You've certainly made it sound like it. At least your idea depends on not only capitalism collapsing completely worldwide but also people still surviving and willing to make music after that, not only that but with musical education as well.
> also pointed out in a previous thread that I don't dismiss the idea that such music has not been already produced, only that if it has, it is at the moment unreasonable to expect anyone to know about its existence.
So you're complaining there's this otherworldly music you dreamed up that exists and you'll never hear? You can dream up many other things and they'll still be just as pointless.

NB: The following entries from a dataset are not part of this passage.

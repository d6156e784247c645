use serde::{Deserialize, Serialize};
use sqlx::FromRow;
use chrono::{DateTime, Utc};

// Fila completa de la tabla articles
#[derive(Debug, Clone, Deserialize, Serialize, FromRow)]
pub struct Article {
    pub id: i64,
    pub title: String,
    pub slug: String,
    pub text: String,
    pub image_url: Option<String>,
    pub is_featured: bool,
    pub created_at: DateTime<Utc>,
    pub updated_at: DateTime<Utc>,
}

// Lo mínimo que necesita el sitemap
#[derive(Debug, Clone, FromRow)]
pub struct ArticleSlug {
    pub slug: String,
    pub updated_at: DateTime<Utc>,
}

// Lo que envía el editor al crear una noticia
#[derive(Debug, Deserialize)]
pub struct CreateArticleSchema {
    pub title: String,
    pub text: String,
    // URL publicada o data URI (se sube al bucket de publicidad)
    pub imagen: Option<String>,
    pub is_featured: Option<bool>,
}

#[derive(Debug, Default, Deserialize)]
pub struct UpdateArticleSchema {
    pub title: Option<String>,
    pub text: Option<String>,
    pub imagen: Option<String>,
    pub is_featured: Option<bool>,
}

I'm surely sad that I don't know about the time traveller visiting us right now who we'll only know about 500 years into the future and we can't possibly know about now. See how dumb that sounds?
>Maybe you just lack these qualities
Maybe you also lack this quality that I just made up where you're able to see the thing-in-itself thay no one else has and that's why I'm an objective authority on everything. Wow. Yeah sorry I lack your "spirit" I guess. Well you don't have the quality I just made up!
>>17531470
I really doubt he'd enjoy any of these composers. Gubaidulina is great as well and she's still alive.

>> No.17532071
File: 14 KB, 480x360, 1604912064812.jpg [View same] [iqdb] [saucenao] [google]
17532071

>There is no poetry after the Holocaust
Then explain Philip Larkin

>> No.17532564

>>17514662
why so many replies?

>> No.17532572

>>17532564
Aristocrat LARPer sperging out about classical music because he has no friends to rant to

>> No.17533308

>>17520522
Arvo Part was a very big composer not too long ago, he is no Bach, but he is actually good.

>> No.17534596

>>17514662
This guy seems to be pretty much up my alley. Is also a miserable misanthrope?

>> No.17534669

>>17530832
I imagine everything you say in a Nathan J Robinson style fake British accent.

>> No.17534704

>>17531392
Yeah, but what is "spirit"?

>> No.17534715
File: 87 KB, 940x529, Marx.jpg [View same] [iqdb] [saucenao] [google]
17534715

>>17516002
Meanwhile

>> No.17534719

>>17534715
?

>> No.17534734

>>17520522
Trout Mask Replica

>> No.17534761

>>17534719
I think he was trying to say that Marx was critic of capitalism and got many statues.

>> No.17534765

>>17534761
That's not what he meant by 'critic'.

>> No.17534781

>>17534765
I am aware.

>> No.17534786

>>17514662
The feedback goes like OO EE OO EE OO EE OO EE OO EE OO EE OO EE OO EE OO EE OO EE OO EEEEEEEEE OO EE OO EE OO EE OO EE OO EE OO EE-AAA-EEEE OO EE

>> No.17535043

>>17534734
>pop music for people with "advanced" tastes
No.

>> No.17535098

>>17528251
>rock music (for example) has achieved anything that is even remotely comparable to the masterpieces I've mentioned.
Pink Floyd's Echoes blows out of the water whatever faggot "masterpieces" you're listening to, faggot.